"Kami hanya dijatah 10 liter per bulan, sementara kebutuhan melaut untuk 10 hari saja mencapai 100 liter," kata Zulvan, seorang nelayan Enggano, Rabu.
Ia mengatakan harga bahan bakar minyak (BBM) di pulau itu juga selalu melambung tinggi dari harga jual normal sebab koperasi yang ditunjuk pemerintah menyalurkan BBM menjual kepada pedagang.
Seharusnya, kata dia, masyarakat dapat mengakses langsung pembelian BBM ke pihak koperasi sehingga harganya tidak terlalu tinggi.
"Koperasi menyalurkan ke beberapa pedagang sehingga prosesnya berantai dan harga jadi tinggi. Kalau bisa kami membeli langsung kepada koperasi sehingga harga bisa lebih murah,"tambahnya.

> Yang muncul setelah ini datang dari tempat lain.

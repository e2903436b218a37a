//! Debit service - core orchestration for booking a debit.
//!
//! One booking spans a local ACID transaction and three remote services
//! with different failure-tolerance requirements:
//!
//! - account resolution, the debit insert, the balance notification and
//!   the fee script fetch are **hard** steps: any failure aborts the
//!   whole operation and rolls the transaction back;
//! - the per-key fee collection loop is **best-effort**: it runs behind
//!   a circuit breaker, and its failure degrades the response (an `obs`
//!   annotation) instead of failing it. The debit is never lost because
//!   of a fee-service outage.
//!
//! The commit decision is an explicit final step driven only by the
//! hard-step outcome; the soft fee-loop error never influences it.

use std::sync::Arc;

use chrono::{DateTime, Utc};
use rust_decimal::Decimal;
use uuid::Uuid;

use crate::breaker::{CircuitBreaker, CircuitBreakerError};
use crate::clients::account::AccountResolver;
use crate::clients::balance::BalanceNotifier;
use crate::clients::fees::FeeProvider;
use crate::error::AppError;
use crate::models::fee::{DEBIT_SCRIPT, Script};
use crate::models::statement::{AccountStatement, AccountStatementFee, DEBIT_TYPE, DebitRequest};
use crate::store::{LedgerStore, LedgerTx};

/// Orchestrates debit bookings and list reads.
///
/// All collaborators are injected at construction; the service holds no
/// other state. The circuit breaker instance is shared across requests
/// on purpose: its failure counters are global by design.
pub struct DebitService {
    store: Arc<dyn LedgerStore>,
    accounts: Arc<dyn AccountResolver>,
    balance: Arc<dyn BalanceNotifier>,
    fees: Arc<dyn FeeProvider>,
    breaker: Arc<CircuitBreaker>,
}

impl DebitService {
    pub fn new(
        store: Arc<dyn LedgerStore>,
        accounts: Arc<dyn AccountResolver>,
        balance: Arc<dyn BalanceNotifier>,
        fees: Arc<dyn FeeProvider>,
        breaker: Arc<CircuitBreaker>,
    ) -> Self {
        Self {
            store,
            accounts,
            balance,
            fees,
            breaker,
        }
    }

    /// Book a debit.
    ///
    /// # Process
    ///
    /// 1. Validate the request (no I/O before this passes)
    /// 2. Open a store transaction
    /// 3. Resolve the external account id to the internal key
    /// 4. Insert the debit row (store assigns id + charged_at)
    /// 5. Notify the balance service with the enriched debit
    /// 6. Fetch the fee script for `script.debit`
    /// 7. Collect fees per script key, guarded by the circuit breaker;
    ///    failures here only annotate the result
    /// 8. Commit if steps 2-6 succeeded, roll back otherwise
    ///
    /// # Errors
    ///
    /// - `TransactionInvalid`: type tag is not `"DEBIT"`
    /// - `InvalidAmount`: positive amount on a debit
    /// - `NotFound` / `Unauthorized` / `Forbidden` / `Server`: classified
    ///   downstream failures
    /// - `Database`: ledger errors
    pub async fn add_debit(&self, request: DebitRequest) -> Result<AccountStatement, AppError> {
        validate_debit(&request)?;

        let mut tx = self.store.begin().await?;

        // Transaction is finished on every path: commit on success,
        // rollback on any hard failure.
        let booked = self.book_debit(tx.as_mut(), &request).await;
        match booked {
            Ok(statement) => {
                tx.commit().await?;
                tracing::info!(
                    account_id = %request.account_id,
                    statement_id = statement.id,
                    "debit booked"
                );
                Ok(statement)
            }
            Err(err) => {
                tx.rollback().await?;
                tracing::warn!(account_id = %request.account_id, "debit aborted: {err}");
                Err(err)
            }
        }
    }

    /// Hard steps 3-6 plus the best-effort fee sub-flow.
    ///
    /// Any error returned here rolls the caller's transaction back; the
    /// fee sub-flow converts its own errors into the `obs` annotation
    /// instead of returning them.
    async fn book_debit(
        &self,
        tx: &mut dyn LedgerTx,
        request: &DebitRequest,
    ) -> Result<AccountStatement, AppError> {
        let account = self.accounts.resolve(&request.account_id).await?;

        let statement = AccountStatement {
            id: None,
            fk_account_id: account.id,
            account_id: Some(request.account_id.clone()),
            type_charge: request.type_charge.clone(),
            charged_at: None,
            currency: request.currency.clone(),
            amount: request.amount,
            tenant_id: request.tenant_id.clone(),
            transaction_id: Some(Uuid::new_v4()),
            obs: None,
        };

        let mut statement = tx.insert_debit(statement).await?;

        // Local write and notification must both succeed
        self.balance.notify_debit(&statement).await?;

        // Script fetch is a hard step; only the per-key loop is soft
        let script = self.fees.fetch_script(DEBIT_SCRIPT).await?;

        let fee_outcome = self
            .breaker
            .execute(self.collect_fees(tx, &statement, &script))
            .await;

        match fee_outcome {
            Ok(booked) => {
                tracing::debug!(booked, "fee collection complete");
            }
            Err(CircuitBreakerError::Open) => {
                tracing::warn!("circuit breaker open, skipping fee collection");
                statement.obs =
                    Some("circuit breaker open, impossible to charge the fees".to_string());
            }
            Err(CircuitBreakerError::Inner(err)) => {
                tracing::warn!("fee collection failed: {err}");
                statement.obs = Some(format!("fee collection incomplete: {err}"));
            }
        }

        Ok(statement)
    }

    /// Fee loop: one definition fetch plus one insert per script key.
    ///
    /// Stops at the first failure; fees booked before it stay booked
    /// (the store isolates each fee insert from the outer transaction).
    async fn collect_fees(
        &self,
        tx: &mut dyn LedgerTx,
        debit: &AccountStatement,
        script: &Script,
    ) -> Result<u32, AppError> {
        // The store always assigns an id on insert
        let debit_id = debit.id.ok_or(AppError::Server)?;

        let mut booked = 0;
        for fee_key in &script.fee {
            let fee = self.fees.fetch_fee(fee_key).await?;

            // Derived, never supplied: same sign as the debit amount
            let amount = debit.amount * fee.value / Decimal::ONE_HUNDRED;

            let row = AccountStatementFee {
                id: None,
                fk_account_statement_id: debit_id,
                type_fee: fee.name,
                value_fee: fee.value,
                charged_at: None,
                currency: debit.currency.clone(),
                amount,
                tenant_id: debit.tenant_id.clone(),
            };

            tx.insert_fee(row).await?;
            booked += 1;
        }

        Ok(booked)
    }

    /// All committed debits for an external account id, newest first.
    pub async fn list_debits(&self, account_id: &str) -> Result<Vec<AccountStatement>, AppError> {
        let account = self.accounts.resolve(account_id).await?;
        self.store.list_debits(account.id, DEBIT_TYPE, None).await
    }

    /// Committed debits charged at or after `since`, newest first.
    pub async fn list_debits_since(
        &self,
        account_id: &str,
        since: DateTime<Utc>,
    ) -> Result<Vec<AccountStatement>, AppError> {
        let account = self.accounts.resolve(account_id).await?;
        self.store
            .list_debits(account.id, DEBIT_TYPE, Some(since))
            .await
    }
}

/// Business rules checked before any I/O.
fn validate_debit(request: &DebitRequest) -> Result<(), AppError> {
    if request.type_charge != DEBIT_TYPE {
        return Err(AppError::TransactionInvalid);
    }
    if request.amount > Decimal::ZERO {
        return Err(AppError::InvalidAmount);
    }
    Ok(())
}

Koordinator Kepala Suku Pulau Enggano atau disebut Pa`abuki, Iskandar Kauno saat dihubungi dari Bengkulu mengatakan sudah mengusulkan penambahan BBM, tapi hingga saat ini belum ditanggapi.
"Kami sudah mengusulkan penambahan BBM jenis premium dari 10 ribu liter menjadi 15 liter per bulan, tapi belum ada tanggapan," katanya.
Iskandar mengatakan usulan tersebut sudah disampaikan secara resmi melalui pemerintah kecamatan setempat sejak Januari 2011.
Surat permintaan penambahan pasokan BBM tersebut kata dia sudah disampaikan kepada koperasi penyalur BBM ke pulau terluar itu.
"Saat dikonfirmasi kepada pengelola koperasi, mereka meminta lagi untuk memasukkan surat permintaan atau usulan penamabahan, berarti surat kami awal tahun 2011 sama sekali tidak ditanggapi," katanya.
Menurutnya, pasokan BBM yang ada saat ini tidak cukup untuk kebutuhan masyarakat sehari-hari, terutama untuk kebutuhan BBM melaut.
Padahal, lebih dari 70 persen masyarakat di pulau itu mengandalkan profesi nelayan sebagai mata pencaharian utama untuk membiayai kehidupan mereka.
Pasokan BBM per bulan yang didistribusi koperasi sebanyak 20 ribu liter per bulan dengan rincian jenis premium sebanyak 10 ribu liter, solar 5.000 liter dan minyak tanah sebanyak 5.000 liter.
"Kami mengharapkan ada penambahan sebanyak 5.000 liter untuk jenis premium karena kebutuhan nelayan untuk melaut cukup tinggi," tambahnya.
Apalagi sejak distribusi BBM berubah menjadi monopoli koperasi Usaha Bersama maka masyarakat semakin kesulitan mendapat bahan bakar tersebut.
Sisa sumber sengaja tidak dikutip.